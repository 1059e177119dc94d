//! Integration tests for the single-flight APY cache
//!
//! Tests cover:
//! - Concurrent lookups share one remote fetch
//! - A failed fetch is shared by its waiters but never cached
//! - Invalidation while a fetch is in flight

mod common;

use async_trait::async_trait;
use common::{id, settle};
use pool_sync_sdk::apy_cache::{ApyCache, ApyFetcher};
use pool_sync_sdk::types::AccountId;
use pool_sync_sdk::{SyncError, SyncResult};
use rust_decimal::Decimal;
use std::collections::HashMap;
use std::sync::atomic::{AtomicBool, AtomicUsize, Ordering};
use std::sync::Arc;
use tokio::sync::Semaphore;

/// Fetcher that blocks until the test releases it.
struct GatedFetcher {
    calls: AtomicUsize,
    gate: Semaphore,
    fail: AtomicBool,
}

impl GatedFetcher {
    fn new() -> Arc<Self> {
        Arc::new(Self {
            calls: AtomicUsize::new(0),
            gate: Semaphore::new(0),
            fail: AtomicBool::new(false),
        })
    }

    fn calls(&self) -> usize {
        self.calls.load(Ordering::SeqCst)
    }

    fn release(&self) {
        self.gate.add_permits(1);
    }
}

#[async_trait]
impl ApyFetcher for GatedFetcher {
    async fn fetch_all(&self) -> SyncResult<HashMap<AccountId, Decimal>> {
        self.calls.fetch_add(1, Ordering::SeqCst);
        self.gate
            .acquire()
            .await
            .map_err(|e| SyncError::Apy(e.to_string()))?
            .forget();
        if self.fail.load(Ordering::SeqCst) {
            return Err(SyncError::Apy("subquery returned 502".into()));
        }
        Ok((1..=4u8).map(|i| (id(i), Decimal::from(i))).collect())
    }
}

fn spawn_lookups(
    cache: &Arc<ApyCache>,
) -> Vec<tokio::task::JoinHandle<SyncResult<Option<Decimal>>>> {
    (1..=5u8)
        .map(|i| {
            let cache = cache.clone();
            tokio::spawn(async move { cache.get_apy(&id(i)).await })
        })
        .collect()
}

#[tokio::test]
async fn concurrent_lookups_share_one_fetch() {
    let fetcher = GatedFetcher::new();
    let cache = Arc::new(ApyCache::new(fetcher.clone(), None));

    let lookups = spawn_lookups(&cache);
    settle().await;
    assert_eq!(fetcher.calls(), 1, "all five lookups wait on the same fetch");

    fetcher.release();
    let mut results = Vec::new();
    for lookup in lookups {
        results.push(lookup.await.unwrap().unwrap());
    }
    assert_eq!(
        results,
        vec![
            Some(Decimal::from(1)),
            Some(Decimal::from(2)),
            Some(Decimal::from(3)),
            Some(Decimal::from(4)),
            None
        ]
    );

    // served from the cached table
    assert_eq!(cache.get_apy(&id(2)).await.unwrap(), Some(Decimal::from(2)));
    assert_eq!(fetcher.calls(), 1);
}

#[tokio::test]
async fn failed_fetch_fails_every_waiter_and_is_retried_later() {
    let fetcher = GatedFetcher::new();
    fetcher.fail.store(true, Ordering::SeqCst);
    let cache = Arc::new(ApyCache::new(fetcher.clone(), None));

    let lookups = spawn_lookups(&cache);
    settle().await;
    fetcher.release();
    for lookup in lookups {
        assert!(matches!(lookup.await.unwrap(), Err(SyncError::Apy(_))));
    }
    assert_eq!(fetcher.calls(), 1);

    fetcher.fail.store(false, Ordering::SeqCst);
    fetcher.release();
    assert_eq!(cache.get_apy(&id(3)).await.unwrap(), Some(Decimal::from(3)));
    assert_eq!(fetcher.calls(), 2);
}

#[tokio::test]
async fn invalidate_during_fetch_discards_its_result() {
    let fetcher = GatedFetcher::new();
    let cache = Arc::new(ApyCache::new(fetcher.clone(), None));

    let lookup = {
        let cache = cache.clone();
        tokio::spawn(async move { cache.get_apy(&id(1)).await })
    };
    settle().await;
    cache.invalidate();
    fetcher.release();
    assert_eq!(lookup.await.unwrap().unwrap(), Some(Decimal::from(1)));

    fetcher.release();
    let entry = cache.entry(&id(4)).await.unwrap();
    assert_eq!(entry.reserves_id, id(4));
    assert_eq!(entry.value, Some(Decimal::from(4)));
    assert_eq!(fetcher.calls(), 2);
}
┄┄┄┄┄┄┄┄┄┄┄┄┄┄┄┄┄┄┄┄
— TASK DIRECTIONS —
An exact reproduction of the data is required. Leave nothing out.

— RESULT —
repository 1059e177119dc94d
//! Integration tests for the single-flight APY cache
//!
//! Tests cover:
//! - Concurrent lookups share one remote fetch
//! - A failed fetch is shared by its waiters but never cached
//! - Invalidation while a fetch is in flight

mod common;

use async_trait::async_trait;
use common::{id, settle};
use pool_sync_sdk::apy_cache::{ApyCache, ApyFetcher};
use pool_sync_sdk::types::AccountId;
use pool_sync_sdk::{SyncError, SyncResult};
use rust_decimal::Decimal;
use std::collections::HashMap;
use std::sync::atomic::{AtomicBool, AtomicUsize, Ordering};
use std::sync::Arc;
use tokio::sync::Semaphore;

/// Fetcher that blocks until the test releases it.
struct GatedFetcher {
    calls: AtomicUsize,
    gate: Semaphore,
    fail: AtomicBool,
}

impl GatedFetcher {
    fn new() -> Arc<Self> {
        Arc::new(Self {
            calls: AtomicUsize::new(0),
            gate: Semaphore::new(0),
            fail: AtomicBool::new(false),
        })
    }

    fn calls(&self) -> usize {
        self.calls.load(Ordering::SeqCst)
    }

    fn release(&self) {
        self.gate.add_permits(1);
    }
}

#[async_trait]
impl ApyFetcher for GatedFetcher {
    async fn fetch_all(&self) -> SyncResult<HashMap<AccountId, Decimal>> {
        self.calls.fetch_add(1, Ordering::SeqCst);
        self.gate
            .acquire()
            .await
            .map_err(|e| SyncError::Apy(e.to_string()))?
            .forget();
        if self.fail.load(Ordering::SeqCst) {
            return Err(SyncError::Apy("subquery returned 502".into()));
        }
        Ok((1..=4u8).map(|i| (id(i), Decimal::from(i))).collect())
    }
}

fn spawn_lookups(
    cache: &Arc<ApyCache>,
) -> Vec<tokio::task::JoinHandle<SyncResult<Option<Decimal>>>> {
    (1..=5u8)
        .map(|i| {
            let cache = cache.clone();
            tokio::spawn(async move { cache.get_apy(&id(i)).await })
        })
        .collect()
}

#[tokio::test]
async fn concurrent_lookups_share_one_fetch() {
    let fetcher = GatedFetcher::new();
    let cache = Arc::new(ApyCache::new(fetcher.clone(), None));

    let lookups = spawn_lookups(&cache);
    settle().await;
    assert_eq!(fetcher.calls(), 1, "all five lookups wait on the same fetch");

    fetcher.release();
    let mut results = Vec::new();
    for lookup in lookups {
        results.push(lookup.await.unwrap().unwrap());
    }
    assert_eq!(
        results,
        vec![
            Some(Decimal::from(1)),
            Some(Decimal::from(2)),
            Some(Decimal::from(3)),
            Some(Decimal::from(4)),
            None
        ]
    );

    // served from the cached table
    assert_eq!(cache.get_apy(&id(2)).await.unwrap(), Some(Decimal::from(2)));
    assert_eq!(fetcher.calls(), 1);
}

#[tokio::test]
async fn failed_fetch_fails_every_waiter_and_is_retried_later() {
    let fetcher = GatedFetcher::new();
    fetcher.fail.store(true, Ordering::SeqCst);
    let cache = Arc::new(ApyCache::new(fetcher.clone(), None));

    let lookups = spawn_lookups(&cache);
    settle().await;
    fetcher.release();
    for lookup in lookups {
        assert!(matches!(lookup.await.unwrap(), Err(SyncError::Apy(_))));
    }
    assert_eq!(fetcher.calls(), 1);

    fetcher.fail.store(false, Ordering::SeqCst);
    fetcher.release();
    assert_eq!(cache.get_apy(&id(3)).await.unwrap(), Some(Decimal::from(3)));
    assert_eq!(fetcher.calls(), 2);
}

#[tokio::test]
async fn invalidate_during_fetch_discards_its_result() {
    let fetcher = GatedFetcher::new();
    let cache = Arc::new(ApyCache::new(fetcher.clone(), None));

    let lookup = {
        let cache = cache.clone();
        tokio::spawn(async move { cache.get_apy(&id(1)).await })
    };
    settle().await;
    cache.invalidate();
    fetcher.release();
    assert_eq!(lookup.await.unwrap().unwrap(), Some(Decimal::from(1)));

    fetcher.release();
    let entry = cache.entry(&id(4)).await.unwrap();
    assert_eq!(entry.reserves_id, id(4));
    assert_eq!(entry.value, Some(Decimal::from(4)));
    assert_eq!(fetcher.calls(), 2);
}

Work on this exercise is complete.